If this is your first cancer diagnosis, it is possible your doctors discovered you have breast cancer because you had symptoms in a different area of your body, like your bones. Your doctors were able to make the diagnosis because breast cancer cells remain breast cancer cells, no matter where they are.
Your doctors should run tests to make sure that the cancer cells from the metastatic site are the same as your primary diagnosis (if you had one). They will adjust your treatments if necessary, for the best results possible.
You may have heard doctors or the media talk about breast cancer as a disease that can be treated and then ends. At the end of treatment for your first diagnosis, maybe you felt your experience was over. Perhaps your doctors mentioned the chance of recurrence, but it sounded unlikely.

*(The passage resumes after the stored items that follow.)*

//! Localized category picker data for the search form.

use axum::{
    extract::{Path, State},
    Extension, Json,
};
use visadir_core::filters::{
    category_explanation, category_options, services_for_category, CategoryExplanation,
    CategoryOption, ServiceOption,
};

use crate::middleware::RequestId;

use super::{parse_locale, ApiError, ApiResponse, AppState};

pub(super) async fn list_categories(
    State(state): State<AppState>,
    Extension(req_id): Extension<RequestId>,
    Path(locale): Path<String>,
) -> Result<Json<ApiResponse<Vec<CategoryOption>>>, ApiError> {
    let locale = parse_locale(&req_id.0, &locale)?;
    let data = category_options(locale, state.messages.as_ref());
    Ok(Json(ApiResponse::new(data, req_id.0)))
}

/// Unknown categories yield an empty list rather than an error.
pub(super) async fn list_category_services(
    State(state): State<AppState>,
    Extension(req_id): Extension<RequestId>,
    Path((locale, category)): Path<(String, String)>,
) -> Result<Json<ApiResponse<Vec<ServiceOption>>>, ApiError> {
    let locale = parse_locale(&req_id.0, &locale)?;
    let data = services_for_category(&category, locale, state.messages.as_ref());
    Ok(Json(ApiResponse::new(data, req_id.0)))
}

pub(super) async fn get_category_explanation(
    State(state): State<AppState>,
    Extension(req_id): Extension<RequestId>,
    Path((locale, category)): Path<(String, String)>,
) -> Result<Json<ApiResponse<CategoryExplanation>>, ApiError> {
    let locale = parse_locale(&req_id.0, &locale)?;
    let Some(data) = category_explanation(&category, locale, state.messages.as_ref()) else {
        return Err(ApiError::new(
            req_id.0,
            "not_found",
            format!("category {category} not found"),
        ));
    };
    Ok(Json(ApiResponse::new(data, req_id.0)))
}

#[cfg(test)]
mod tests {
    use axum::http::StatusCode;

    use crate::api::test_support::get;

    fn keys(json: &serde_json::Value) -> Vec<String> {
        json["data"]
            .as_array()
            .expect("data array")
            .iter()
            .filter_map(|v| v["key"].as_str().map(String::from))
            .collect()
    }

    #[tokio::test]
    async fn thai_categories_omit_thai_visas() {
        let (status, json) = get("/api/v1/th/categories").await;
        assert_eq!(status, StatusCode::OK);
        assert_eq!(
            keys(&json),
            vec!["foreignVisas", "government", "financial", "legal", "business"]
        );
        assert_eq!(json["data"][3]["label"], "บริการทางกฎหมาย");
    }

    #[tokio::test]
    async fn english_categories_are_complete() {
        let (_, json) = get("/api/v1/en/categories").await;
        assert_eq!(keys(&json).len(), 6);
        assert_eq!(keys(&json)[0], "thaiVisas");
    }

    #[tokio::test]
    async fn category_services_are_localized() {
        let (status, json) = get("/api/v1/zh/categories/legal/services").await;
        assert_eq!(status, StatusCode::OK);
        assert_eq!(
            keys(&json),
            vec![
                "companyRegistration",
                "marriageRegistration",
                "translation",
                "notarization"
            ]
        );
        assert_eq!(json["data"][2]["label"], "翻译服务");
    }

    #[tokio::test]
    async fn unknown_category_services_are_empty() {
        let (status, json) = get("/api/v1/en/categories/documentation/services").await;
        assert_eq!(status, StatusCode::OK);
        assert!(keys(&json).is_empty());
    }

    #[tokio::test]
    async fn explanation_found_and_missing() {
        let (status, json) = get("/api/v1/en/categories/financial/explanation").await;
        assert_eq!(status, StatusCode::OK);
        assert_eq!(json["data"]["category"], "financial");
        assert_eq!(json["data"]["label"], "Financial Services");

        let (status, _) = get("/api/v1/en/categories/documentation/explanation").await;
        assert_eq!(status, StatusCode::NOT_FOUND);
    }
}
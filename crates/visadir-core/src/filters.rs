//! Search form state and the cascade rules between its fields.

use serde::{Deserialize, Serialize};

use crate::categories::{category_def, Category};
use crate::locale::{is_category_visible, visible_categories, Locale};
use crate::messages::Translate;

const HOMEPAGE: &str = "homepage";

/// The four user-editable search fields.
///
/// `specific_service` only carries meaning while `service_category` is set;
/// every category assignment clears it.
#[derive(Debug, Clone, Default, PartialEq, Eq, Serialize, Deserialize)]
#[serde(rename_all = "camelCase", default)]
pub struct SearchFilters {
    query: String,
    city: String,
    service_category: String,
    specific_service: String,
}

impl SearchFilters {
    #[must_use]
    pub fn query(&self) -> &str {
        &self.query
    }

    #[must_use]
    pub fn city(&self) -> &str {
        &self.city
    }

    #[must_use]
    pub fn service_category(&self) -> &str {
        &self.service_category
    }

    #[must_use]
    pub fn specific_service(&self) -> &str {
        &self.specific_service
    }

    pub fn set_query(&mut self, query: impl Into<String>) {
        self.query = query.into();
    }

    pub fn set_city(&mut self, city: impl Into<String>) {
        self.city = city.into();
    }

    pub fn set_service_category(&mut self, category: impl Into<String>) {
        self.service_category = category.into();
        self.specific_service.clear();
    }

    pub fn set_specific_service(&mut self, service: impl Into<String>) {
        self.specific_service = service.into();
    }

    /// Drop a category that `locale` hides, together with its service.
    ///
    /// Returns `true` when anything was cleared.
    pub fn reconcile_locale(&mut self, locale: Locale) -> bool {
        if self.service_category.is_empty()
            || Category::from_key(&self.service_category).is_none()
            || is_category_visible(locale, &self.service_category)
        {
            return false;
        }
        self.service_category.clear();
        self.specific_service.clear();
        true
    }
}

/// Receives the assembled filters when the form is submitted.
pub trait SearchHandler {
    fn handle(&mut self, filters: SearchFilters);
}

impl<F: FnMut(SearchFilters)> SearchHandler for F {
    fn handle(&mut self, filters: SearchFilters) {
        self(filters);
    }
}

/// Submit target that only records the search in the log.
#[derive(Debug, Clone, Copy, Default)]
pub struct LogSearchHandler;

impl SearchHandler for LogSearchHandler {
    fn handle(&mut self, filters: SearchFilters) {
        tracing::info!(
            query = filters.query(),
            city = filters.city(),
            service_category = filters.service_category(),
            specific_service = filters.specific_service(),
            "search submitted"
        );
    }
}

/// Filter state bound to the locale it is rendered in.
#[derive(Debug, Clone, Default)]
pub struct SearchForm {
    filters: SearchFilters,
    locale: Locale,
}

impl SearchForm {
    #[must_use]
    pub fn new(locale: Locale) -> Self {
        Self {
            filters: SearchFilters::default(),
            locale,
        }
    }

    /// Adopt externally assembled filters, reconciled against `locale`.
    #[must_use]
    pub fn from_filters(mut filters: SearchFilters, locale: Locale) -> Self {
        filters.reconcile_locale(locale);
        Self { filters, locale }
    }

    #[must_use]
    pub fn filters(&self) -> &SearchFilters {
        &self.filters
    }

    #[must_use]
    pub fn locale(&self) -> Locale {
        self.locale
    }

    pub fn set_query(&mut self, query: impl Into<String>) {
        self.filters.set_query(query);
    }

    pub fn set_city(&mut self, city: impl Into<String>) {
        self.filters.set_city(city);
    }

    pub fn set_service_category(&mut self, category: impl Into<String>) {
        self.filters.set_service_category(category);
    }

    pub fn set_specific_service(&mut self, service: impl Into<String>) {
        self.filters.set_specific_service(service);
    }

    /// Whether the specific-service picker accepts input.
    #[must_use]
    pub fn specific_service_enabled(&self) -> bool {
        !self.filters.service_category.is_empty()
    }

    /// React to a locale switch. Filters are reconciled before this returns.
    pub fn change_locale(&mut self, locale: Locale) {
        let previous = self.locale;
        self.locale = locale;
        if self.filters.reconcile_locale(locale) {
            tracing::debug!(%previous, %locale, "category hidden by new locale; filters reset");
        }
    }

    /// Hand a copy of the current filters to `handler`.
    pub fn submit<H: SearchHandler + ?Sized>(&self, handler: &mut H) {
        handler.handle(self.filters.clone());
    }

    pub fn service_options(&self, translator: &impl Translate) -> Vec<ServiceOption> {
        services_for_category(&self.filters.service_category, self.locale, translator)
    }

    pub fn category_options(&self, translator: &impl Translate) -> Vec<CategoryOption> {
        category_options(self.locale, translator)
    }

    pub fn explanation(&self, translator: &impl Translate) -> Option<CategoryExplanation> {
        category_explanation(&self.filters.service_category, self.locale, translator)
    }

    /// Placeholder for the specific-service picker.
    pub fn specific_service_label(&self, translator: &impl Translate) -> String {
        if self.specific_service_enabled() {
            translator.translate_or(
                self.locale,
                "homepage.filters.specificService",
                "Specific Service",
            )
        } else {
            translator.translate_or(
                self.locale,
                "homepage.filters.selectCategoryFirst",
                "Select Category First",
            )
        }
    }

    pub fn all_in_category_label(&self, translator: &impl Translate) -> String {
        translator.translate_or(self.locale, "homepage.filters.allInCategory", "All in Category")
    }
}

#[derive(Debug, Clone, PartialEq, Eq, Serialize)]
pub struct ServiceOption {
    pub key: &'static str,
    pub label: String,
}

#[derive(Debug, Clone, PartialEq, Eq, Serialize)]
pub struct CategoryOption {
    pub key: Category,
    pub label: String,
}

#[derive(Debug, Clone, PartialEq, Eq, Serialize)]
pub struct CategoryExplanation {
    pub category: Category,
    pub label: String,
    pub explanation: String,
}

/// Localized service list for a raw category key. Unknown keys yield an empty list.
pub fn services_for_category(
    category: &str,
    locale: Locale,
    translator: &impl Translate,
) -> Vec<ServiceOption> {
    let Some(def) = category_def(category) else {
        return Vec::new();
    };
    def.services
        .iter()
        .map(|s| ServiceOption {
            key: s.key,
            label: translator.translate(locale, &format!("{HOMEPAGE}.services.{}", s.label_key)),
        })
        .collect()
}

/// First-level picker entries visible under `locale`.
pub fn category_options(locale: Locale, translator: &impl Translate) -> Vec<CategoryOption> {
    visible_categories(locale)
        .into_iter()
        .map(|def| CategoryOption {
            key: def.category,
            label: translator.translate(locale, &format!("{HOMEPAGE}.{}", def.label_key)),
        })
        .collect()
}

pub fn category_explanation(
    category: &str,
    locale: Locale,
    translator: &impl Translate,
) -> Option<CategoryExplanation> {
    let def = category_def(category)?;
    Some(CategoryExplanation {
        category: def.category,
        label: translator.translate(locale, &format!("{HOMEPAGE}.{}", def.label_key)),
        explanation: translator.translate(
            locale,
            &format!("{HOMEPAGE}.explanations.{}", def.explanation_key),
        ),
    })
}

#[cfg(test)]
#[path = "filters_test.rs"]
mod tests;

There are many people who undergo treatment and never have to deal with cancer again. A metastatic breast cancer diagnosis is different because it means you will actively deal with breast cancer for the rest of your life.
With metastatic breast cancer, the goal of treatment is to shrink or weaken the cancer, manage your symptoms and side effects and prevent the cancer from spreading further. Changes in treatment are made as the cancer grows or spreads to new places in your body. You and your doctors will talk regularly about progression, the growth of tumors or spread of cancer, and regression, decreases in tumor size or the cancer’s reach. When one treatment stops working, you and your doctors will look at new options.
When talking with your doctor, ask about treatment side effects. Maintaining your usual daily activities and being able to participate in the things you enjoy are essential to your overall well-being. It may be helpful to talk openly with your medical team about how symptoms and side effects impact you every day.
Treatment for metastatic breast cancer has two main goals: to control the cancer for as long as possible, with the highest quality of life possible.
At stage IV it is difficult to fully remove cancer with surgery or medicine because new tumors may appear over time, or cells may stop responding to different treatments. While metastatic breast cancer is not considered curable, it is possible to experience periods where tests show no evidence of disease, often called NED. While reaching NED may not always be possible, it is likely that you will have periods when the cancer does not grow. This is called stable disease.
Being diagnosed with metastatic breast cancer can happen to anyone, at any time. Even stage I cancer can become metastatic. Years after completing treatment, someone with stage I cancer may learn the cancer is back and is now metastatic. The stages are meant only to predict your risk of recurrence.
While the main goal is choosing the treatment path that will get rid of tumors and outlying cancer cells in the most effective way, you and your doctors may also want to think about what you are willing to try and what you aren’t, so that you continue living the way you want to live.